Идеология националистической партии есть фактор, вполне независящий от факта принадлежности к данной нации. Различные взаимно противоречивые националистические партийные идеологии могут конкурировать и сражаться за душу индивидуума; в то же время может и вовсе не существовать националистической идеологии. Партийная идеология всегда извне привносится в уже существующие социальные группы и особым образом изменяет поведение их членов. Общественное бытие не формирует в головах людей адекватные партийные доктрины. Партийные позиции всегда определяются теоретическими представлениями о том, что есть благо. При некоторых обстоятельствах общественная жизнь может делать человека предрасположенным к определенной идеологии, а партийные доктрины порой обладают свойством привлекать членов определенных общественных групп. Но следует всегда отличать идеологию от данного в общественном и природном бытии.

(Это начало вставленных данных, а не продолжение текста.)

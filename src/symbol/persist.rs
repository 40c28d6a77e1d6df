//! C.4 — a plain-text symbol dump/load format, for caching an analyzed
//! `Symbol` across runs without re-running C2/C3 (spec §6).
//!
//! The format is deliberately simple: a header line with `n`, `cblknbr`,
//! `bloknbr`, then one line per `Cblk` (including the sentinel), then one
//! line per `Blok` (including the sentinel), then one line per `browtab`
//! entry. Re-running `check_structural_invariants`/
//! `analysis::check_analyzed_invariants` on load catches any corruption.

use std::fmt::Write as _;

use crate::error::PastixError;
use crate::symbol::analysis::check_analyzed_invariants;
use crate::symbol::{Blok, Cblk, Symbol};

const MAGIC: &str = "pastix-symbol-v1";

/// Serializes `symbol` to the text format described above.
pub fn dump(symbol: &Symbol) -> String {
    let mut out = String::new();
    let _ = writeln!(
        out,
        "{MAGIC} n={} cblknbr={} bloknbr={} analyzed={}",
        symbol.n(),
        symbol.cblknbr(),
        symbol.bloknbr(),
        symbol.analyzed
    );
    for cblk in &symbol.cblktab {
        let _ = writeln!(
            out,
            "C {} {} {} {}",
            cblk.fcolnum, cblk.lcolnum, cblk.bloknum, cblk.brownum
        );
    }
    for blok in &symbol.bloktab {
        let _ = writeln!(
            out,
            "B {} {} {} {}",
            blok.frownum, blok.lrownum, blok.lcblknm, blok.fcblknm
        );
    }
    for &b in &symbol.browtab {
        let _ = writeln!(out, "R {b}");
    }
    out
}

/// Parses a `Symbol` previously produced by [`dump`], re-validating every
/// invariant before returning it (spec §6: a reloaded symbol must be
/// indistinguishable from a freshly analyzed one).
pub fn load(text: &str) -> Result<Symbol, PastixError> {
    let bad = || PastixError::Matrix {
        message: "malformed symbol text format".to_string(),
    };

    let mut lines = text.lines();
    let header = lines.next().ok_or_else(bad)?;
    if !header.starts_with(MAGIC) {
        return Err(bad());
    }
    let mut n = None;
    let mut cblknbr = None;
    let mut bloknbr = None;
    let mut analyzed = None;
    for field in header.split_whitespace().skip(1) {
        let (key, value) = field.split_once('=').ok_or_else(bad)?;
        match key {
            "n" => n = Some(value.parse::<usize>().map_err(|_| bad())?),
            "cblknbr" => cblknbr = Some(value.parse::<usize>().map_err(|_| bad())?),
            "bloknbr" => bloknbr = Some(value.parse::<usize>().map_err(|_| bad())?),
            "analyzed" => analyzed = Some(value.parse::<bool>().map_err(|_| bad())?),
            _ => return Err(bad()),
        }
    }
    let n = n.ok_or_else(bad)?;
    let cblknbr = cblknbr.ok_or_else(bad)?;
    let bloknbr = bloknbr.ok_or_else(bad)?;
    let analyzed = analyzed.ok_or_else(bad)?;

    let mut cblktab = Vec::with_capacity(cblknbr + 1);
    for _ in 0..=cblknbr {
        let line = lines.next().ok_or_else(bad)?;
        let mut parts = line.split_whitespace();
        if parts.next() != Some("C") {
            return Err(bad());
        }
        let fcolnum = parts.next().ok_or_else(bad)?.parse().map_err(|_| bad())?;
        let lcolnum = parts.next().ok_or_else(bad)?.parse().map_err(|_| bad())?;
        let bloknum = parts.next().ok_or_else(bad)?.parse().map_err(|_| bad())?;
        let brownum = parts.next().ok_or_else(bad)?.parse().map_err(|_| bad())?;
        cblktab.push(Cblk {
            fcolnum,
            lcolnum,
            bloknum,
            brownum,
        });
    }

    let mut bloktab = Vec::with_capacity(bloknbr + 1);
    for _ in 0..=bloknbr {
        let line = lines.next().ok_or_else(bad)?;
        let mut parts = line.split_whitespace();
        if parts.next() != Some("B") {
            return Err(bad());
        }
        let frownum = parts.next().ok_or_else(bad)?.parse().map_err(|_| bad())?;
        let lrownum = parts.next().ok_or_else(bad)?.parse().map_err(|_| bad())?;
        let lcblknm = parts.next().ok_or_else(bad)?.parse().map_err(|_| bad())?;
        let fcblknm = parts.next().ok_or_else(bad)?.parse().map_err(|_| bad())?;
        bloktab.push(Blok {
            frownum,
            lrownum,
            lcblknm,
            fcblknm,
        });
    }

    let mut browtab = Vec::new();
    for line in lines {
        if line.trim().is_empty() {
            continue;
        }
        let mut parts = line.split_whitespace();
        if parts.next() != Some("R") {
            return Err(bad());
        }
        browtab.push(parts.next().ok_or_else(bad)?.parse().map_err(|_| bad())?);
    }

    let symbol = Symbol {
        cblktab,
        bloktab,
        browtab,
        n,
        analyzed,
    };
    symbol.check_structural_invariants()?;
    if symbol.analyzed {
        check_analyzed_invariants(&symbol)?;
    }
    Ok(symbol)
}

Общественное бытие само по себе идеологично, хотя бы в той степени, в какой оно есть продукт воли и разума человека. Материалистическая концепция истории глубоко заблуждается, когда полагает, что жизнь общества не зависит от мысли.

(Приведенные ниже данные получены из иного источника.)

/// Scatters `a` and runs the block factorization over `symbol`/`solver`
/// (spec §4.4). `schur_cblk`, when set, leaves panels `>= schur_cblk`
/// un-eliminated after every earlier panel's update has landed on them
/// (spec §9 "Schur complement mode").
pub fn factor<T: Scalar>(
    symbol: &Symbol,
    solver: &mut SolverMatrix,
    a: &CscMatrix<T>,
    kind: FactorizationKind,
    eps_pivot: f64,
    schur_cblk: Option<usize>,
) -> Result<(Factors<T>, FactorReport), PastixError> {
    if a.n() != symbol.n() {
        return Err(PastixError::Matrix {
            message: "matrix and symbol disagree on n".to_string(),
        });
    }
    let col2c = col2cblk(solver);
    let n = symbol.n();

    let mut lcoef = vec![T::zero(); solver.coefnbr()];
    let (ublock_offset, utotal) = ucoef_layout(symbol, solver);
    let mut ucoef = if kind == FactorizationKind::Lu {
        Some(vec![T::zero(); utotal])
    } else {
        None
    };

    let mut diag_touched = vec![false; n];

    for c in 0..n {
        let k = col2c[c];
        let cblk = solver.cblktab[k];
        let (rows, values) = a.column(c);
        for (&row, &val) in rows.iter().zip(values.iter()) {
            if row >= c {
                let Some(roff) = locate_row(solver, k, row) else {
                    continue;
                };
                let idx = cblk.coefind + (c - cblk.fcolnum) * cblk.stride + roff;
                lcoef[idx] = val;
                if row == c {
                    diag_touched[c] = true;
                }
            } else if let Some(ucoef) = ucoef.as_mut() {
                // Upper entry: `row` is a column of panel k_row; it must
                // land in one of that panel's own off-diagonal blocks
                // whose row-range contains `c`.
                let k_row = col2c[row];
                let width_row = solver.cblktab[k_row].width();
                if let Some((local_idx, blok)) = symbol
                    .blocks_of(k_row)
                    .iter()
                    .enumerate()
                    .find(|(_, blok)| blok.fcblknm != k_row && c >= blok.frownum && c <= blok.lrownum)
                {
                    let global_b = symbol.cblktab[k_row].bloknum + local_idx;
                    let base = ublock_offset[global_b];
                    let row_in_block = c - blok.frownum;
                    let col_in_block = row - symbol.cblktab[k_row].fcolnum;
                    ucoef[base + col_in_block + row_in_block * width_row] = val;
                }
            }
        }
    }

    for c in 0..n {
        if !diag_touched[c] {
            return Err(PastixError::FactorizationStructuralError { cblk: col2c[c] });
        }
    }

    let cblknbr = solver.cblknbr();
    let schur_start = schur_cblk.unwrap_or(cblknbr);
    let mut nbpivot = 0usize;
    let mut min_pivot_abs = f64::INFINITY;
    let mut inertia = (0usize, 0usize, 0usize);

    for m in 0..schur_start {
        let cblk = solver.cblktab[m];
        let width = cblk.width();
        let stride = cblk.stride;
        let diag_start = cblk.coefind;

        nbpivot += match kind {
            FactorizationKind::Llt => kernels::potrf(&mut lcoef[diag_start..], width, stride, eps_pivot)?,
            FactorizationKind::Ldlt => {
                kernels::ldlt_factor(&mut lcoef[diag_start..], width, stride, false, eps_pivot)?
            }
            FactorizationKind::Ldlh => {
                kernels::ldlt_factor(&mut lcoef[diag_start..], width, stride, true, eps_pivot)?
            }
            FactorizationKind::Lu => kernels::lu_factor(&mut lcoef[diag_start..], width, stride, eps_pivot)?,
        };

        let diag_copy = extract_block(&lcoef, diag_start, width, width, stride);
        let d_values: Vec<T> = if matches!(kind, FactorizationKind::Ldlt | FactorizationKind::Ldlh) {
            (0..width).map(|j| diag_copy[j + j * width]).collect()
        } else {
            Vec::new()
        };

        for j in 0..width {
            let pivot = diag_copy[j + j * width];
            let mag = pivot.modulus().to_f64().unwrap_or(f64::INFINITY);
            if mag < min_pivot_abs {
                min_pivot_abs = mag;
            }
            if matches!(kind, FactorizationKind::Ldlt | FactorizationKind::Ldlh) {
                if pivot.is_negative_real() {
                    inertia.1 += 1;
                } else if mag == 0.0 {
                    inertia.2 += 1;
                } else {
                    inertia.0 += 1;
                }
            }
        }

        let blocks = solver.blocks_of(m).to_vec();
        let symbol_blocks = symbol.blocks_of(m).to_vec();

        for (i, sb) in symbol_blocks.iter().enumerate().skip(1) {
            let height = sb.height();
            let off_abs = diag_start + blocks[i].coefind;

            match kind {
                FactorizationKind::Llt => {
                    kernels::trsm_right_lower_transpose(
                        &diag_copy,
                        width,
                        width,
                        &mut lcoef[off_abs..],
                        height,
                        stride,
                        false,
                        false,
                    );
                }
                FactorizationKind::Ldlt | FactorizationKind::Ldlh => {
                    let conj = kind == FactorizationKind::Ldlh;
                    kernels::trsm_right_lower_transpose(
                        &diag_copy,
                        width,
                        width,
                        &mut lcoef[off_abs..],
                        height,
                        stride,
                        conj,
                        true,
                    );
                }
                FactorizationKind::Lu => {
                    kernels::trsm_right_upper_nonunit(&diag_copy, width, width, &mut lcoef[off_abs..], height, stride);

                    if let Some(ucoef) = ucoef.as_mut() {
                        let global_b = symbol.cblktab[m].bloknum + i;
                        let ubase = ublock_offset[global_b];
                        kernels::trsm_left_lower_unit(&diag_copy, width, width, &mut ucoef[ubase..], height, width);
                    }
                }
            }
        }

        // Right-looking update: every ordered pair of m's off-diagonal
        // blocks contributes to the trailing matrix (spec §4.4). For the
        // symmetric kinds only j >= i is visited (the pair is symmetric);
        // `Lu` visits every ordered pair since L's and U's roles aren't
        // interchangeable. A pair's contribution lands inside whichever
        // panel owns the *smaller*-indexed facing panel, at the sub-block
        // offset given by how far each source block sits from that panel's
        // own column start — blocks rarely span a facing panel's full
        // width, so this offset is not generally zero.
        for i in 1..symbol_blocks.len() {
            let bi = symbol_blocks[i];
            let ki = bi.fcblknm;
            let height_i = bi.height();
            let base_i = diag_start + blocks[i].coefind;
            let row_in_ki = bi.frownum - solver.cblktab[ki].fcolnum;
            let a_bi: Vec<T> = extract_block(&lcoef, base_i, height_i, width, stride);

            for j in 1..symbol_blocks.len() {
                if kind != FactorizationKind::Lu && j < i {
                    continue;
                }
                let bj = symbol_blocks[j];
                let kj = bj.fcblknm;
                let height_j = bj.height();
                let base_j = diag_start + blocks[j].coefind;

                if kind == FactorizationKind::Lu {
                    let Some(ucoef_ref) = ucoef.as_ref() else { continue };
                    let global_bj = symbol.cblktab[m].bloknum + j;
                    let ubase_j = ublock_offset[global_bj];
                    let u_bj: Vec<T> = ucoef_ref[ubase_j..ubase_j + width * height_j].to_vec();

                    if ki == kj {
                        let target_cblk = solver.cblktab[ki];
                        let col_in_ki = bj.frownum - target_cblk.fcolnum;
                        let offset = target_cblk.coefind + row_in_ki + col_in_ki * target_cblk.stride;
                        let mut c_sub = extract_block(&lcoef, offset, height_i, height_j, target_cblk.stride);
                        kernels::gemm_update_notrans(
                            &mut c_sub, height_i, &a_bi, height_i, &u_bj, width, height_i, height_j, width,
                        );
                        write_block(&mut lcoef, offset, height_i, height_j, target_cblk.stride, &c_sub);
                    } else if ki < kj {
                        if let Some((idx, target_blok)) =
                            symbol.blocks_of(ki).iter().enumerate().find(|(_, b)| b.fcblknm == kj)
                        {
                            let width_ki = solver.cblktab[ki].width();
                            let global_tb = symbol.cblktab[ki].bloknum + idx;
                            let ubase_t = ublock_offset[global_tb];
                            let col_in_target = bj.frownum - target_blok.frownum;
                            let offset = ubase_t + row_in_ki + col_in_target * width_ki;
                            let ucoef_mut = ucoef.as_mut().expect("checked above");
                            let mut u_sub = extract_block(ucoef_mut, offset, height_i, height_j, width_ki);
                            kernels::gemm_update_notrans(
                                &mut u_sub, height_i, &a_bi, height_i, &u_bj, width, height_i, height_j, width,
                            );
                            write_block(ucoef_mut, offset, height_i, height_j, width_ki, &u_sub);
                        }
                    }
                } else {
                    // Symmetric kinds store only the lower triangle, so the
                    // contribution always lands with the *later* source
                    // block (bj, since j >= i means bj.frownum >= bi.frownum)
                    // supplying the row and the earlier one (bi) the column —
                    // `potrf`/`ldlt_factor` only ever read row >= col.
                    let conj = kind == FactorizationKind::Ldlh;
                    let b_bj: Vec<T> = extract_block(&lcoef, base_j, height_j, width, stride);

                    let (target_coefind, target_ld, row_off, col_off) = if ki == kj {
                        let target_cblk = solver.cblktab[ki];
                        let col_in_ki = bi.frownum - target_cblk.fcolnum;
                        (target_cblk.coefind, target_cblk.stride, bj.frownum - target_cblk.fcolnum, col_in_ki)
                    } else if ki < kj {
                        let Some((idx, target_blok)) =
                            symbol.blocks_of(ki).iter().enumerate().find(|(_, b)| b.fcblknm == kj)
                        else {
                            continue;
                        };
                        let target_cblk = solver.cblktab[ki];
                        let global_tb = symbol.cblktab[ki].bloknum + idx;
                        let target_coefind = target_cblk.coefind + solver.bloktab[global_tb].coefind;
                        (target_coefind, target_cblk.stride, bj.frownum - target_blok.frownum, row_in_ki)
                    } else {
                        continue;
                    };

                    let offset = target_coefind + row_off + col_off * target_ld;
                    let mut c_sub = extract_block(&lcoef, offset, height_j, height_i, target_ld);
                    if matches!(kind, FactorizationKind::Ldlt | FactorizationKind::Ldlh) {
                        kernels::gemdm_update(
                            &mut c_sub, height_j, &b_bj, height_j, &d_values, &a_bi, height_i, height_j, height_i,
                            width, conj,
                        );
                    } else {
                        kernels::gemm_update(
                            &mut c_sub, height_j, &b_bj, height_j, &a_bi, height_i, height_j, height_i, width, conj,
                        );
                    }
                    write_block(&mut lcoef, offset, height_j, height_i, target_ld, &c_sub);
                }
            }
        }
    }

    if nbpivot > 0 {
        tracing::debug!(nbpivot, "static pivoting clamped small diagonal entries");
    }

    let factors = Factors { lcoef, ucoef, kind };
    let report = FactorReport {
        nbpivot,
        schur_cblk,
        min_pivot_abs: if min_pivot_abs.is_finite() { min_pivot_abs } else { 0.0 },
        inertia: matches!(kind, FactorizationKind::Ldlt | FactorizationKind::Ldlh).then_some(inertia),
    };
    Ok((factors, report))
}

Если положение индивидуума в экономической жизни рассматривать как его классовое положение, тогда все вышесказанное относится и к классам. Но и здесь нужно различать, как влияет на человека его классовое положение и как на него же влияет политическая идеология. На жизнь банковского клерка воздействует занимаемое им положение в обществе. Но заключит ли он, что ему следует оправдывать капитализм или, напротив, что ему следует проповедовать социализм, определяется тем, какие идеи властвуют над ним.

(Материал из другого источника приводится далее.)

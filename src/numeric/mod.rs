//! C5 — dense block kernels and the numeric factorization engine (spec §4.4).

pub mod factor;
pub mod kernels;

pub use factor::{CscMatrix, FactorReport, Factors};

Если понимать классы по-марксистски, как троичное деление общества на землевладельцев, капиталистов и рабочих, это понятие потеряет всякую определенность. Оно обращается в фикцию, нужную лишь для оправдания партийно-политической идеологии. Так же и понятия "буржуазия", "рабочий класс", "пролетариат" вполне фиктивны, а их познавательная ценность зависит от теории, которая их использует. Эта теория -- марксистская доктрина, утверждающая неразрешимость классовых противоречий. Если мы сочтем эту теорию неприемлемой, тогда никакие классовые различия и классовые противоречия в марксистском смысле просто не существуют. Если мы докажем, что при правильном понимании интересы всех членов общества не конфликтуют между собой, тем самым мы не только отвергнем как необоснованную марксистскую идею противоречия интересов, но и признаем лишенным всякой ценности самое понятие "класс", как оно фигурирует в марксистской теории. Ведь только в рамках этой теории имеет смысл классификация членов общества как капиталистов, землевладельцев и рабочих. Вне этой теории это столь же бесцельно, как и соединение всех блондинов или всех брюнетов, -- разве что мы вслед за некоторыми теоретиками расы решим, что цвет волос имеет особую важность как внешний признак или как конституциональное свойство.